(Stored data)
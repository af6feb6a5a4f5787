// Copyright 2025 Rheostat Contributors
//
// Licensed under the Apache License, Version 2.0 (the "License");
// you may not use this file except in compliance with the License.
// You may obtain a copy of the License at
//
//     http://www.apache.org/licenses/LICENSE-2.0
//
// Unless required by applicable law or agreed to in writing, software
// distributed under the License is distributed on an "AS IS" BASIS,
// WITHOUT WARRANTIES OR CONDITIONS OF ANY KIND, either express or implied.
// See the License for the specific language governing permissions and
// limitations under the License.

//! The scheduler invoker: a single event loop that coalesces scheduling
//! triggers into serialized rounds. Per round it freezes a snapshot of
//! the registered contexts, runs the policy on a tentative view, computes
//! the set of contexts whose working mode changes and hands that set to
//! the synchronization manager. Constraint changes arriving mid-round take
//! effect in the next round.

use crate::metrics;
use crate::config::SchedulerConfig;
use crate::model::exc::{ExcDescriptor, ExcState};
use crate::model::resource::AssignmentMap;
use crate::services::accountant::{ResourceAccountant, ViewHandle};
use crate::services::applications::ApplicationManager;
use crate::services::platform::AggregatePlatformProxy;
use crate::services::policy::{AwmOption, Policy, PolicyExc, PolicyInput};
use crate::services::sync::{SyncManager, SyncParticipant, SyncRound};
use rheostat_common::model::ExcKey;
use rheostat_common::protocol::SyncEventKind;
use std::sync::Arc;
use std::time::Instant;
use tokio::sync::mpsc;
use tokio_util::sync::CancellationToken;
use tracing::{debug, error, info, warn};

#[derive(Debug, Clone, Copy, PartialEq, Eq)]
pub enum SchedulerEvent {
    Register(ExcKey),
    Unregister(ExcKey),
    Refresh,
    ConstraintChanged(ExcKey),
    RuntimeNotify(ExcKey),
    ScheduleRequest(ExcKey),
    Timer,
}

/// Cheap clonable handle for raising scheduler events from RPC handlers
/// and services.
#[derive(Clone)]
pub struct SchedulerHandle {
    sender: mpsc::UnboundedSender<SchedulerEvent>,
}

impl SchedulerHandle {
    pub fn send(&self, event: SchedulerEvent) {
        // A dropped receiver means the daemon is shutting down.
        let _ = self.sender.send(event);
    }
}

pub struct SchedulerInvoker {
    receiver: mpsc::UnboundedReceiver<SchedulerEvent>,
    applications: Arc<ApplicationManager>,
    accountant: Arc<ResourceAccountant>,
    platform: Arc<AggregatePlatformProxy>,
    sync: Arc<SyncManager>,
    policy: Arc<dyn Policy>,
    config: SchedulerConfig,
    cancellation: CancellationToken,
    round_needed: bool,
    refresh_needed: bool,
}

impl SchedulerInvoker {
    #[allow(clippy::too_many_arguments)]
    pub fn new(
        applications: Arc<ApplicationManager>,
        accountant: Arc<ResourceAccountant>,
        platform: Arc<AggregatePlatformProxy>,
        sync: Arc<SyncManager>,
        policy: Arc<dyn Policy>,
        config: SchedulerConfig,
        cancellation: CancellationToken,
    ) -> (SchedulerHandle, Self) {
        let (sender, receiver) = mpsc::unbounded_channel();
        (
            SchedulerHandle { sender },
            Self {
                receiver,
                applications,
                accountant,
                platform,
                sync,
                policy,
                config,
                cancellation,
                round_needed: false,
                refresh_needed: false,
            },
        )
    }

    pub async fn run(mut self) {
        info!(policy = self.policy.name(), "scheduler invoker started");
        loop {
            let pending = self.round_needed || self.has_pending_work();
            tokio::select! {
                _ = self.cancellation.cancelled() => break,
                event = self.receiver.recv() => match event {
                    Some(event) => self.absorb(event),
                    None => break,
                },
                _ = tokio::time::sleep(self.config.tick_period), if pending => {
                    self.absorb(SchedulerEvent::Timer);
                }
            }
            // Coalesce everything that arrived in the meantime into this
            // round.
            while let Ok(event) = self.receiver.try_recv() {
                self.absorb(event);
            }
            if self.refresh_needed {
                self.refresh_needed = false;
                self.refresh_platform().await;
            }
            if self.round_needed {
                self.round_needed = false;
                self.run_round().await;
            }
        }
        info!("scheduler invoker stopped");
    }

    fn absorb(&mut self, event: SchedulerEvent) {
        match event {
            SchedulerEvent::Refresh => {
                self.refresh_needed = true;
                self.round_needed = true;
            }
            SchedulerEvent::Register(key)
            | SchedulerEvent::Unregister(key)
            | SchedulerEvent::ConstraintChanged(key)
            | SchedulerEvent::RuntimeNotify(key)
            | SchedulerEvent::ScheduleRequest(key) => {
                debug!(exc = %key, ?event, "scheduling event");
                self.round_needed = true;
            }
            SchedulerEvent::Timer => {
                self.round_needed = true;
            }
        }
    }

    fn has_pending_work(&self) -> bool {
        self.applications.list().iter().any(|descriptor| {
            let runtime = descriptor.runtime();
            runtime.eligible
                && matches!(
                    runtime.state(),
                    ExcState::Ready | ExcState::Scheduling | ExcState::Blocked
                )
        })
    }

    /// Freezes the ledger, re-runs actuation-substrate validation and
    /// thaws it again. Bookings fail while the refresh is in flight.
    async fn refresh_platform(&self) {
        self.accountant.set_platform_not_ready();
        if let Err(platform_error) = self.platform.refresh().await {
            error!(error = %platform_error, "platform refresh failed");
        }
        self.accountant.set_platform_ready();
    }

    async fn run_round(&mut self) {
        let started = Instant::now();

        // Freeze the policy input.
        let descriptors = self.applications.list();
        let mut snapshot: Vec<(Arc<ExcDescriptor>, PolicyExc)> = Vec::new();
        let mut forced_out: Vec<Arc<ExcDescriptor>> = Vec::new();
        for descriptor in descriptors {
            let runtime = descriptor.runtime();
            match runtime.state() {
                ExcState::New | ExcState::Finished | ExcState::Sync => continue,
                _ => {}
            }
            if !runtime.eligible {
                // A disabled context still running is forced out on this
                // round.
                if runtime.state() == ExcState::Running {
                    drop(runtime);
                    forced_out.push(descriptor);
                }
                continue;
            }
            let options: Vec<AwmOption> = descriptor
                .recipe()
                .working_modes
                .iter()
                .filter(|awm| runtime.is_awm_enabled(awm.id))
                .map(|awm| AwmOption {
                    id: awm.id,
                    value: awm.value,
                    resources: awm.resources.clone(),
                })
                .collect();
            let input = PolicyExc {
                key: descriptor.key(),
                priority: descriptor.recipe().priority,
                state: runtime.state(),
                current_awm: runtime.current_awm,
                goal_gap: if runtime.profile.valid {
                    runtime.profile.goal_gap
                } else {
                    0
                },
                options,
            };
            drop(runtime);
            snapshot.push((descriptor, input));
        }

        if snapshot.is_empty() && forced_out.is_empty() {
            return;
        }

        let token = self.accountant.make_view("scheduled");
        let mut view = ViewHandle::new(&self.accountant, token);

        // The policy never sees forced-out contexts; free their bookings
        // up front so the capacity is redistributable.
        for descriptor in &forced_out {
            let _ = view.unbook(descriptor.key());
        }

        let input = PolicyInput {
            excs: snapshot.iter().map(|(_, input)| input.clone()).collect(),
        };
        let output = match self.policy.schedule(&input, &mut view) {
            Ok(output) => output,
            Err(policy_error) => {
                // The round is aborted; the active view stays untouched.
                warn!(error = %policy_error, "policy failed, aborting round");
                self.accountant.discard(token);
                return;
            }
        };

        // Compute the set of contexts whose assignment actually changes.
        let mut participants: Vec<SyncParticipant> = Vec::new();
        for assignment in output.assignments {
            let Some((descriptor, _)) = snapshot
                .iter()
                .find(|(descriptor, _)| descriptor.key() == assignment.key)
            else {
                warn!(exc = %assignment.key, "policy assigned an unknown context, ignoring");
                continue;
            };
            let (state, current_awm) = {
                let runtime = descriptor.runtime();
                (runtime.state(), runtime.current_awm)
            };
            let event = match (current_awm, assignment.awm) {
                (None, Some(_)) if state == ExcState::Blocked => SyncEventKind::Resume,
                (None, Some(_)) => SyncEventKind::Start,
                (Some(current), Some(next)) if current != next => SyncEventKind::Reconfigure,
                (Some(_), Some(_)) => {
                    // Same working mode; a different resource binding is
                    // still a change the context must synchronize on.
                    let rebound =
                        descriptor.runtime().current_assignment != assignment.resources;
                    if !rebound {
                        continue;
                    }
                    SyncEventKind::Migrate
                }
                (Some(_), None) => SyncEventKind::Block,
                (None, None) => {
                    if state == ExcState::Blocked {
                        continue;
                    }
                    SyncEventKind::Block
                }
            };
            participants.push(SyncParticipant {
                descriptor: Arc::clone(descriptor),
                event,
                next_awm: assignment.awm,
                assignment: assignment.resources,
            });
        }
        for descriptor in forced_out {
            participants.push(SyncParticipant {
                descriptor,
                event: SyncEventKind::Block,
                next_awm: None,
                assignment: AssignmentMap::new(),
            });
        }

        if participants.is_empty() {
            self.accountant.discard(token);
            debug!("round converged, no working mode changes");
            return;
        }

        // Move every participant into SYNC and record its proposal.
        participants.retain(|participant| {
            let descriptor = &participant.descriptor;
            let mut runtime = descriptor.runtime();
            let via_scheduling = matches!(
                runtime.state(),
                ExcState::Ready | ExcState::Running | ExcState::Blocked
            );
            if via_scheduling {
                if runtime
                    .transition(descriptor.key(), ExcState::Scheduling)
                    .is_err()
                {
                    return false;
                }
                runtime.counters.schedule_runs += 1;
            }
            if runtime
                .transition(descriptor.key(), ExcState::Sync)
                .is_err()
            {
                return false;
            }
            runtime.next_awm = participant.next_awm;
            runtime.next_assignment = participant.assignment.clone();
            runtime.next_event = Some(participant.event);
            true
        });

        if participants.is_empty() {
            self.accountant.discard(token);
            return;
        }

        info!(
            participants = participants.len(),
            policy = self.policy.name(),
            "synchronizing scheduling round"
        );
        match self
            .sync
            .synchronize(SyncRound {
                view: token,
                participants,
            })
            .await
        {
            Ok(outcome) => {
                if !outcome.dropped.is_empty() {
                    self.round_needed = true;
                }
                if let Err(inconsistency) = self.accountant.check_consistency() {
                    error!(error = %inconsistency, "ledger inconsistency after round");
                }
            }
            Err(sync_error) => {
                error!(error = %sync_error, "synchronization failed, discarding round");
                self.accountant.discard(token);
            }
        }
        metrics::record_scheduling_round(started.elapsed());
    }
}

• **DESCRIPTION OF THE TASK**
Your task is to return each line of the data above that contains the string "matches".

• **SOLVED PROBLEM**
                && matches!(
            let via_scheduling = matches!(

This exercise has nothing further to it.